(Stored data)
//! Handler dispatch and settlement.

use super::context::TaskExecutionContext;
use super::registry::HandlerRegistry;
use super::scheduler::SchedulerError;
use crate::config::EngineConfig;
use crate::task::{
    domain::{ErrorReport, Task, TaskId, TaskStatus},
    ports::{HandlerOutcome, HandlerResult, TaskHandler, TaskStore, TaskStoreError},
};
use mockable::Clock;
use serde_json::Value;
use std::sync::Arc;
use tokio::task::{JoinError, JoinHandle};
use tracing::{debug, error, info, warn};

/// How a dispatch attempt ended within the caller's turn.
#[derive(Debug)]
pub(crate) enum DispatchStart {
    /// The handler is running; the handle resolves once the task is settled.
    Spawned(JoinHandle<()>),
    /// No handler matched; the task was marked `failed` immediately.
    ResolutionFailed,
}

/// Claims a pending task, resolves its handler and settles the outcome.
pub(crate) struct TaskDispatcher<S, C>
where
    S: TaskStore + ?Sized + 'static,
    C: Clock + Send + Sync + 'static,
{
    store: Arc<S>,
    clock: Arc<C>,
    registry: Arc<HandlerRegistry>,
    config: Arc<EngineConfig>,
}

impl<S, C> Clone for TaskDispatcher<S, C>
where
    S: TaskStore + ?Sized + 'static,
    C: Clock + Send + Sync + 'static,
{
    fn clone(&self) -> Self {
        Self {
            store: Arc::clone(&self.store),
            clock: Arc::clone(&self.clock),
            registry: Arc::clone(&self.registry),
            config: Arc::clone(&self.config),
        }
    }
}

impl<S, C> TaskDispatcher<S, C>
where
    S: TaskStore + ?Sized + 'static,
    C: Clock + Send + Sync + 'static,
{
    pub(crate) const fn new(
        store: Arc<S>,
        clock: Arc<C>,
        registry: Arc<HandlerRegistry>,
        config: Arc<EngineConfig>,
    ) -> Self {
        Self {
            store,
            clock,
            registry,
            config,
        }
    }

    /// Moves the task to `running` and starts its handler on a separate
    /// tokio task.
    ///
    /// A task that has no handler is failed in place rather than returned as
    /// an error, so one misconfigured type cannot stall its siblings.
    pub(crate) async fn dispatch(&self, task_id: TaskId) -> Result<DispatchStart, SchedulerError> {
        let mut task = self
            .store
            .find_by_id(task_id)
            .await?
            .ok_or(TaskStoreError::NotFound(task_id))?;
        task.start(&*self.clock)?;
        self.store.update_if(&task, TaskStatus::Pending).await?;
        info!(
            task_id = %task.id(),
            task_type = %task.task_type(),
            target = %task.target(),
            "task dispatched"
        );

        let handler = match self.registry.resolve(task.task_type(), task.script_name()) {
            Ok(handler) => handler,
            Err(err) => {
                warn!(task_id = %task_id, error = %err, "handler resolution failed");
                self.record_failure(task, ErrorReport::from_error(&err))
                    .await?;
                return Ok(DispatchStart::ResolutionFailed);
            }
        };

        let dispatcher = self.clone();
        Ok(DispatchStart::Spawned(tokio::spawn(async move {
            dispatcher.execute(task, handler).await;
        })))
    }

    async fn execute(self, snapshot: Task, handler: Arc<dyn TaskHandler>) {
        let task_id = snapshot.id();
        let ctx = TaskExecutionContext::new(
            task_id,
            Arc::clone(&self.store),
            Arc::clone(&self.clock),
            Arc::clone(&self.config),
        );
        let config = Arc::clone(&self.config);
        let run = tokio::spawn(async move { handler.run(&snapshot, &config, &ctx).await }).await;

        if let Err(err) = self.settle(task_id, run).await {
            error!(task_id = %task_id, error = %err, "failed to settle task");
        }
    }

    async fn settle(
        &self,
        task_id: TaskId,
        run: Result<HandlerResult, JoinError>,
    ) -> Result<(), SchedulerError> {
        let suspended = matches!(run, Ok(Ok(HandlerOutcome::Suspended(_))));
        let Some(task) = self.reload_running(task_id, suspended).await? else {
            return Ok(());
        };

        match run {
            Ok(Ok(HandlerOutcome::Completed(value))) => self.complete(task, value).await,
            Ok(Ok(HandlerOutcome::Suspended(suspension))) => {
                warn!(
                    task_id = %suspension.task_id(),
                    "suspended handler returned while its task is running"
                );
                Ok(())
            }
            Ok(Err(err)) => {
                warn!(task_id = %task_id, error = %err, "task handler failed");
                self.record_failure(task, ErrorReport::from_error(&err))
                    .await
            }
            Err(join_err) => {
                let message = panic_message(join_err);
                warn!(task_id = %task_id, %message, "task handler did not return");
                self.record_failure(task, ErrorReport::from_message(message))
                    .await
            }
        }
    }

    /// Reloads the task, returning `None` when it has left `running` since
    /// dispatch and the handler result must be discarded.
    async fn reload_running(
        &self,
        task_id: TaskId,
        suspended: bool,
    ) -> Result<Option<Task>, SchedulerError> {
        let Some(task) = self.store.find_by_id(task_id).await? else {
            warn!(task_id = %task_id, "task disappeared before settlement");
            return Ok(None);
        };
        if task.status() == TaskStatus::Running {
            return Ok(Some(task));
        }
        if suspended {
            debug!(task_id = %task_id, status = %task.status(), "task left running by suspending");
        } else {
            info!(
                task_id = %task_id,
                status = %task.status(),
                "discarding handler result for task no longer running"
            );
        }
        Ok(None)
    }

    async fn complete(&self, task: Task, value: Value) -> Result<(), SchedulerError> {
        let callback = match self.registry.callback(task.task_type()) {
            Ok(callback) => callback,
            Err(err) => return self.record_failure(task, ErrorReport::from_error(&err)).await,
        };
        if let Err(err) = callback.on_complete(&task, &value, None).await {
            warn!(task_id = %task.id(), error = %err, "completion callback failed");
            return self.record_failure(task, ErrorReport::from_error(&err)).await;
        }

        let Some(mut current) = self.reload_running(task.id(), false).await? else {
            return Ok(());
        };
        current.succeed(value, None, &*self.clock)?;
        if !self.write_settled(&current).await? {
            return Ok(());
        }
        info!(
            task_id = %current.id(),
            task_type = %current.task_type(),
            "task succeeded"
        );
        Ok(())
    }

    /// Writes a settled task unless it left `running` after it was loaded,
    /// returning whether the write happened.
    async fn write_settled(&self, task: &Task) -> Result<bool, SchedulerError> {
        match self.store.update_if(task, TaskStatus::Running).await {
            Ok(()) => Ok(true),
            Err(TaskStoreError::StatusConflict { actual, .. }) => {
                info!(
                    task_id = %task.id(),
                    status = %actual,
                    "discarding handler result for task no longer running"
                );
                Ok(false)
            }
            Err(err) => Err(err.into()),
        }
    }

    async fn record_failure(&self, mut task: Task, report: ErrorReport) -> Result<(), SchedulerError> {
        task.fail(report.into_value(), None, &*self.clock)?;
        if !self.write_settled(&task).await? {
            return Ok(());
        }
        info!(
            task_id = %task.id(),
            task_type = %task.task_type(),
            "task failed"
        );
        Ok(())
    }
}

fn panic_message(err: JoinError) -> String {
    if !err.is_panic() {
        return format!("handler task aborted: {err}");
    }
    let payload = err.into_panic();
    payload
        .downcast_ref::<&str>()
        .map(|text| (*text).to_owned())
        .or_else(|| payload.downcast_ref::<String>().cloned())
        .map_or_else(
            || "handler panicked".to_owned(),
            |text| format!("handler panicked: {text}"),
        )
}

### DESCRIPTION OF THE TASK
Could you output, exactly and with nothing else, the lines from the start of the records through the line containing "pub(crate) enum DispatchStart"?

### WRITTEN RESPONSE
//! Handler dispatch and settlement.

use super::context::TaskExecutionContext;
use super::registry::HandlerRegistry;
use super::scheduler::SchedulerError;
use crate::config::EngineConfig;
use crate::task::{
    domain::{ErrorReport, Task, TaskId, TaskStatus},
    ports::{HandlerOutcome, HandlerResult, TaskHandler, TaskStore, TaskStoreError},
};
use mockable::Clock;
use serde_json::Value;
use std::sync::Arc;
use tokio::task::{JoinError, JoinHandle};
use tracing::{debug, error, info, warn};

/// How a dispatch attempt ended within the caller's turn.
#[derive(Debug)]
pub(crate) enum DispatchStart {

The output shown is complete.